Help your teeth by eating a balanced diet.
Just like it’s almost impossible to exercise off a diet full of junk food, a few minutes a day cannot offset constant exposure to sugar. Almost anytime a dentist finds cavities on the smooth surfaces or between teeth, a beverage is to blame. If you choose to have sugary drinks like soda, juice, or sweetened tea in your child’s diet, limit to a small amount with mealtime. Water is best!
Next, look for sugary foods that your child eats often. Teeth are in the cavity zone for 20-30 minutes after eating sweets: that can add up to hours of cavity formation time daily. Limit the amount of sweets your child eats and keep it to one sitting. Remember that sticky sweets stay a lot longer in the grooves.
Brushing isn’t just for cleaning teeth.
Removing plaque from the teeth is important for gum health and fresh breath, but the real benefit of toothbrushing is application of fluoride toothpaste. Your child should use the right amount of toothpaste for their age, which is a grain of rice-sized smear for infants and a pea-sized amount for toddlers and young children. Fluoride helps rebuild tooth structure and can even reverse early cavities.

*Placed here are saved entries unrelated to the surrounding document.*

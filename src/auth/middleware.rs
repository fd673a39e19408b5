use std::rc::Rc;

use actix_web::{
    body::EitherBody,
    dev::{forward_ready, Service, ServiceRequest, ServiceResponse, Transform},
    http::{header, Method},
    web, Error, HttpMessage,
};
use futures::future::{ready, LocalBoxFuture, Ready};

use crate::auth::Session;
use crate::error::AppError;
use crate::state::AppState;

/// Rejects requests that do not carry a live bearer token.
///
/// A token passes only if its signature verifies *and* it is still listed on the
/// user it names, so logging out revokes it immediately. On success a `Session`
/// is stored in the request extensions for handlers to extract.
pub struct AuthMiddleware;

impl<S, B> Transform<S, ServiceRequest> for AuthMiddleware
where
    S: Service<ServiceRequest, Response = ServiceResponse<B>, Error = Error> + 'static,
    S::Future: 'static,
    B: 'static,
{
    type Response = ServiceResponse<EitherBody<B>>;
    type Error = Error;
    type Transform = AuthMiddlewareService<S>;
    type InitError = ();
    type Future = Ready<Result<Self::Transform, Self::InitError>>;

    fn new_transform(&self, service: S) -> Self::Future {
        ready(Ok(AuthMiddlewareService {
            service: Rc::new(service),
        }))
    }
}

pub struct AuthMiddlewareService<S> {
    service: Rc<S>,
}

/// Routes reachable without a session: health check, signup and login.
fn is_public(req: &ServiceRequest) -> bool {
    let path = req.path();
    path == "/health"
        || (req.method() == Method::POST && (path == "/users" || path == "/users/login"))
}

fn bearer_token(req: &ServiceRequest) -> Option<String> {
    req.headers()
        .get(header::AUTHORIZATION)
        .and_then(|value| value.to_str().ok())
        .and_then(|value| value.strip_prefix("Bearer "))
        .map(str::trim)
        .filter(|token| !token.is_empty())
        .map(str::to_string)
}

async fn authenticate(req: &ServiceRequest) -> Result<Session, AppError> {
    let state = req
        .app_data::<web::Data<AppState>>()
        .ok_or_else(|| AppError::InternalServerError("AppState is not registered".into()))?;
    let token =
        bearer_token(req).ok_or_else(|| AppError::Unauthorized("Please authenticate".into()))?;
    let claims = state.keys.verify_token(&token)?;
    let user = state
        .store
        .find_user_by_token(claims.sub, &token)
        .await?
        .ok_or_else(|| AppError::Unauthorized("Please authenticate".into()))?;
    Ok(Session { user, token })
}

impl<S, B> Service<ServiceRequest> for AuthMiddlewareService<S>
where
    S: Service<ServiceRequest, Response = ServiceResponse<B>, Error = Error> + 'static,
    S::Future: 'static,
    B: 'static,
{
    type Response = ServiceResponse<EitherBody<B>>;
    type Error = Error;
    type Future = LocalBoxFuture<'static, Result<Self::Response, Self::Error>>;

    forward_ready!(service);

    fn call(&self, req: ServiceRequest) -> Self::Future {
        if is_public(&req) {
            let fut = self.service.call(req);
            return Box::pin(async move { fut.await.map(ServiceResponse::map_into_left_body) });
        }

        let service = Rc::clone(&self.service);
        Box::pin(async move {
            match authenticate(&req).await {
                Ok(session) => {
                    req.extensions_mut().insert(session);
                    service
                        .call(req)
                        .await
                        .map(ServiceResponse::map_into_left_body)
                }
                Err(err) => {
                    log::debug!("Rejected {} {}: {}", req.method(), req.path(), err);
                    Ok(req.error_response(err).map_into_right_body())
                }
            }
        })
    }
}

At night, make sure you brush, have your child spit, and then do not rinse. The fluoride needs to stay on the teeth through the night to be effective!
If your child is older, gets cavities easily, takes medicines that cause dry mouth, or wears braces or headgear, ask your dentist if a prescription toothpaste with higher amounts of fluoride is right for them.
The best toothbrush is the one you use.
There are many toothbrushes on the market because everyone has different needs. Most children cannot brush their teeth independently until they are 9-11 years old. Some children will always need help brushing their teeth due to motor skills and others will always need help getting motivated. The best toothbrush is the one that works for the parent/child team.
Younger babies do well with a very soft toothbrush that parents can use to clean the back teeth by the cheeks – remember to lift the lip to get near the gums of front teeth. Toddlers and preschoolers who still need someone to brush after them benefit from a toothbrush with a large handle. Older children may enjoy an electric toothbrush that has a built in timer and does not require them to move their hand as much so they can multitask.
Floss after you master the basics.
Flossing helps with gum health, especially as we get older. For many parents and patients, flossing is also the most difficult task and they give up on it altogether because they can’t do it regularly. If your child has space between their teeth, it is unlikely they will get cavities in between the teeth unless they have a terrible diet. Once the teeth start to touch, you can try flossing but don’t feel defeated if it’s a struggle for your little one. Give most of your attention to your child’s diet, and brushing with fluoride toothpaste. Plastic flossers may make it easier for younger kids.
When your child gets closer to puberty, ask for a flossing demonstration at your dentist’s office to help them learn the right skills. Teenagers with braces can use floss threaders or special floss with plastic ends.
You can be cavity-free with as little as glass of water, a toothbrush, and fluoride toothpaste! There is no magic bullet that replaces daily oral hygiene. Focus on the basics and then add the extras that are a good fit for your family!
Janice A. Townsend, DDS, MS, is the chief of Pediatric Dentistry at Nationwide Children’s Hospital and the chair of the Division of Pediatric Dentistry at The Ohio State University College of Dentistry.